Accelerating Chloroplast Engineering: A New System for Rapid Generation of Marker-Free Transplastomic Lines of Chlamydomonas reinhardtii .

'Marker-free' strategies for creating transgenic microorganisms avoid the issue of potential transmission of antibiotic resistance genes to other microorganisms. An already-established strategy for engineering the chloroplast genome (=plastome) of the green microalga Chlamydomonas reinhardtii involves the restoration of photosynthetic function using a recipient strain carrying a plastome mutation in a key photosynthesis gene. Selection for transformant colonies is carried out on minimal media, such that only those cells in which the mutated gene has been replaced with a wild-type copy carried on the transgenic DNA are capable of phototrophic growth.
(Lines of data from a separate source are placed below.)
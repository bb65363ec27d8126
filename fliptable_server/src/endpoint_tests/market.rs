use std::sync::Arc;

use actix_web::{http::StatusCode, test::TestRequest};
use fliptable_engine::{MarketApi, MarketContext, RefundPolicy};
use ftb_common::Usd;
use serde_json::Value;

use super::{
    helpers::{configure_with, demo_market_api, send_request, RESTAURANT_WALLET},
    mocks::MockWallet,
};

async fn get_json(path: &str, market: MarketApi) -> (StatusCode, Value) {
    let (status, _, body) = send_request(TestRequest::get().uri(path), configure_with(market, MockWallet::new())).await;
    let json = serde_json::from_str(&body).expect("Response was not JSON");
    (status, json)
}

#[actix_web::test]
async fn home_and_health() {
    let _ = env_logger::try_init().ok();
    let (status, json) = get_json("/", demo_market_api()).await;
    assert_eq!(status, StatusCode::OK);
    assert_eq!(json["message"], "FlipTable API Running");
    let (status, json) = get_json("/health", demo_market_api()).await;
    assert_eq!(status, StatusCode::OK);
    assert_eq!(json, serde_json::json!({"status": "ok", "service": "fliptable"}));
}

#[actix_web::test]
async fn cors_headers_on_every_response() {
    let _ = env_logger::try_init().ok();
    let configure = configure_with(demo_market_api(), MockWallet::new());
    let (_, headers, _) = send_request(TestRequest::get().uri("/api/restaurants"), configure).await;
    assert_eq!(headers.get("Access-Control-Allow-Origin").unwrap(), "*");
    assert_eq!(headers.get("ngrok-skip-browser-warning").unwrap(), "true");
    assert_eq!(
        headers.get("Access-Control-Allow-Headers").unwrap(),
        "Content-Type,Authorization,ngrok-skip-browser-warning"
    );
}

#[actix_web::test]
async fn preflight() {
    let _ = env_logger::try_init().ok();
    let configure = configure_with(demo_market_api(), MockWallet::new());
    let req = TestRequest::default().method(actix_web::http::Method::OPTIONS).uri("/api/pickup");
    let (status, headers, body) = send_request(req, configure).await;
    assert_eq!(status, StatusCode::OK);
    assert!(body.is_empty());
    assert_eq!(headers.get("Access-Control-Allow-Methods").unwrap(), "GET,POST,PUT,DELETE,OPTIONS");
}

#[actix_web::test]
async fn escrow_pool() {
    let _ = env_logger::try_init().ok();
    let (status, json) = get_json("/api/escrow-pool", demo_market_api()).await;
    assert_eq!(status, StatusCode::OK);
    assert_eq!(json["buyer_count"], 23);
    assert_eq!(json["total_escrowed"].as_f64(), Some(207.0));
    assert_eq!(json["avg_bid"].as_f64(), Some(9.0));
    assert_eq!(json["location"], "Mission District");
    assert_eq!(json["food_type"], "pizza");
    assert_eq!(json["users"].as_array().map(Vec::len), Some(23));
    assert_eq!(json["users"][0]["user_id"], "usr_001");
    assert_eq!(json["users"][0]["amount_escrowed"].as_f64(), Some(11.5));
}

#[actix_web::test]
async fn empty_escrow_pool() {
    let _ = env_logger::try_init().ok();
    let market = MarketApi::new(Arc::new(MarketContext::new(vec![], vec![])), Usd::from_dollars(8));
    let (status, json) = get_json("/api/escrow-pool", market).await;
    assert_eq!(status, StatusCode::OK);
    assert_eq!(json["buyer_count"], 0);
    assert_eq!(json["avg_bid"].as_f64(), Some(0.0));
    assert_eq!(json["users"], serde_json::json!([]));
}

#[actix_web::test]
async fn restaurants() {
    let _ = env_logger::try_init().ok();
    let (status, json) = get_json("/api/restaurants", demo_market_api()).await;
    assert_eq!(status, StatusCode::OK);
    let restaurants = json.as_array().expect("Expected a list");
    assert_eq!(restaurants.len(), 1);
    assert_eq!(restaurants[0]["name"], "Mario's Pizza");
    assert_eq!(restaurants[0]["inventory"][0]["item"], "Margherita Pizza");
    assert_eq!(restaurants[0]["inventory"][0]["quantity"], 8);
    assert_eq!(restaurants[0]["inventory"][1]["original_price"].as_f64(), Some(20.0));
}

#[actix_web::test]
async fn match_results() {
    let _ = env_logger::try_init().ok();
    let (status, json) = get_json("/api/match-results", demo_market_api()).await;
    assert_eq!(status, StatusCode::OK);
    assert_eq!(json["matched_count"], 14);
    assert_eq!(json["refunded_count"], 9);
    assert_eq!(json["eligible_count"], 18);
    assert_eq!(json["unit_count"], 14);
    assert_eq!(json["matched"].as_array().map(Vec::len), Some(14));
    assert_eq!(json["refunded"].as_array().map(Vec::len), Some(9));
    assert_eq!(json["clearing_price"].as_f64(), Some(8.0));
    assert_eq!(json["restaurant_revenue"].as_f64(), Some(112.0));
    assert_eq!(json["total_buyer_savings"].as_f64(), Some(27.5));
    assert_eq!(json["food_saved_lbs"].as_f64(), Some(14.0));
    assert_eq!(json["restaurant"]["name"], "Mario's Pizza");
    assert_eq!(json["restaurant"]["wallet_address"], RESTAURANT_WALLET);

    let first = &json["matched"][0];
    assert_eq!(first["user_id"], "usr_001");
    assert_eq!(first["item"], "Margherita Pizza");
    assert_eq!(first["ticket_code"], "FLIP-1000");
    assert_eq!(first["price"].as_f64(), Some(8.0));
    assert_eq!(first["original_bid"].as_f64(), Some(11.5));
    assert_eq!(first["savings"].as_f64(), Some(3.5));
    let last = &json["matched"][13];
    assert_eq!(last["user_id"], "usr_002");
    assert_eq!(last["item"], "Pepperoni Pizza");
    assert_eq!(last["ticket_code"], "FLIP-1013");

    let refunded = json["refunded"].as_array().unwrap();
    for low_bidder in ["usr_010", "usr_015", "usr_018", "usr_021", "usr_023"] {
        assert!(refunded.iter().any(|b| b["user_id"] == low_bidder), "{low_bidder} should be refunded");
    }
}

#[actix_web::test]
async fn match_results_are_repeatable() {
    let _ = env_logger::try_init().ok();
    let configure = configure_with(demo_market_api(), MockWallet::new());
    let (_, _, first) = send_request(TestRequest::get().uri("/api/match-results"), configure).await;
    let configure = configure_with(demo_market_api(), MockWallet::new());
    let (_, _, second) = send_request(TestRequest::get().uri("/api/match-results"), configure).await;
    assert_eq!(first, second);
}

#[actix_web::test]
async fn positional_refunds() {
    let _ = env_logger::try_init().ok();
    let market = demo_market_api().with_refund_policy(RefundPolicy::PositionalTail);
    let (status, json) = get_json("/api/match-results", market).await;
    assert_eq!(status, StatusCode::OK);
    assert_eq!(json["refunded_count"], 9);
    assert_eq!(json["refunded"][0]["user_id"], "usr_015");
}

#[actix_web::test]
async fn no_restaurants() {
    let _ = env_logger::try_init().ok();
    let market = MarketApi::new(Arc::new(MarketContext::new(vec![], vec![])), Usd::from_dollars(8));
    let (status, json) = get_json("/api/match-results", market).await;
    assert_eq!(status, StatusCode::NOT_FOUND);
    assert_eq!(json["status"], "error");
    assert_eq!(json["message"], "The data was not found. No restaurants are available");
}

#[actix_web::test]
async fn unknown_restaurant() {
    let _ = env_logger::try_init().ok();
    let market = demo_market_api().with_restaurant(Some("rest_999".into()));
    let (status, json) = get_json("/api/match-results", market).await;
    assert_eq!(status, StatusCode::NOT_FOUND);
    assert_eq!(json["message"], "The data was not found. Restaurant rest_999 does not exist");
}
However, this approach can suffer from issues of efficiency due to the slow growth of C. reinhardtii on minimal media and the slow die-back of the untransformed lawn of cells when using mutant strains with a limited photosensitivity phenotype. Furthermore, such phototrophic rescue has tended to rely on existing mutants that are not necessarily ideal for transformation and targeted transgene insertion: Mutants carrying point mutations can easily revert, and those with deletions that do not extend to the intended transgene insertion site can give rise to a sub-population of rescued lines that lack the transgene. In order to improve and accelerate the transformation pipeline for C. reinhardtii , we have created a novel recipient line, HNT6, carrying an engineered deletion in exon 3 of psaA , which encodes one of the core subunits of photosystem I (PSI). Such PSI mutants are highly light-sensitive allowing faster recovery of transformant colonies by selecting for light-tolerance on acetate-containing media, rather than phototrophic growth on minimal media. The deletion extends to a site upstream of psaA-3 that serves as a neutral locus for transgene insertion, thereby ensuring that all of the recovered colonies are transformants containing the transgene. We demonstrate the application of HNT6 using a luciferase reporter.